The main "obstacles to discovery" writes Daniel Boorstin, in his book The Discoverers, are "the illusions of knowledge." (Boorstin, 1983) Humans fool themselves by making exaggerated claims of truth, clinging to unfounded explanations and denying observations they cannot explain. In addition, the complexity of disease and the powerful ability of the human body to recover often makes it difficult to apply science to clinical medicine. K.B. Thomas demonstrated that nearly 80% those who seek out medical care get better no matter what hand waving or pill popping we provide. (Thomas, 1994) I call this "The 80% Rule" meaning that data collected on novel therapies delivered in an enthusiastic clinical environment will frequently yield positive outcomes in 70-80% of patients. Often our most accepted conventional treatments are shown to be non-specific in nature (Roberts, Kewman, Mercier & Hovell, 1993) or even harmful (Pratt, 1990) when finally studied rigorously. Their apparent effectiveness in practice is due to the powerful ability of the body to heal (with or without expectation), statistical regression to the mean (a measurement problem), and self-delusion (sometimes called bias). (Jonas, 1994)

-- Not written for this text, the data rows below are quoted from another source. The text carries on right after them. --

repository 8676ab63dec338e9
pub mod dependency_injection;
pub mod server;
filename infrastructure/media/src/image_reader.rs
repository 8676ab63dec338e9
use async_trait::async_trait;
use base64::Engine;
use base64::engine::general_purpose::STANDARD;

use business::domain::catalog::services::{ImageFile, ImageReadError, ImageReaderService};
use business::domain::product::value_objects::ProductImage;

use crate::mime::sniff_image_mime;

/// Encodes uploaded image files as `data:` URIs.
pub struct ImageReaderBase64;

impl ImageReaderBase64 {
    pub fn new() -> Self {
        Self
    }
}

impl Default for ImageReaderBase64 {
    fn default() -> Self {
        Self::new()
    }
}

#[async_trait]
impl ImageReaderService for ImageReaderBase64 {
    async fn read_as_data_uri(&self, file: ImageFile) -> Result<ProductImage, ImageReadError> {
        let mime =
            sniff_image_mime(&file.bytes, &file.file_name).ok_or(ImageReadError::NotAnImage)?;
        Ok(ProductImage::new(format!(
            "data:{};base64,{}",
            mime,
            STANDARD.encode(&file.bytes)
        )))
    }
}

It is little wonder, then, that for the majority of physicians and patients there are many therapies, both orthodox and unorthodox, that seem to work. Science has emerged as one of the few truly powerful approaches for mitigating this self-delusionary capacity. It will not continue to be a useful guide to medicine, however, unless we are willing to use it rigorously to examine both the social as well as the statistical forces that shape what we perceive and accept as reality. This book goes a long way in doing that for unorthodox medicine and so for orthodox medicine also. Complementary and alternative medicine is here to stay. It is no longer an option to ignore it or treat it as something outside of the normal processes of science and medicine. Our challenge is to move forward carefully, using both reason and wisdom, as we attempt to separate the pearls from the mud.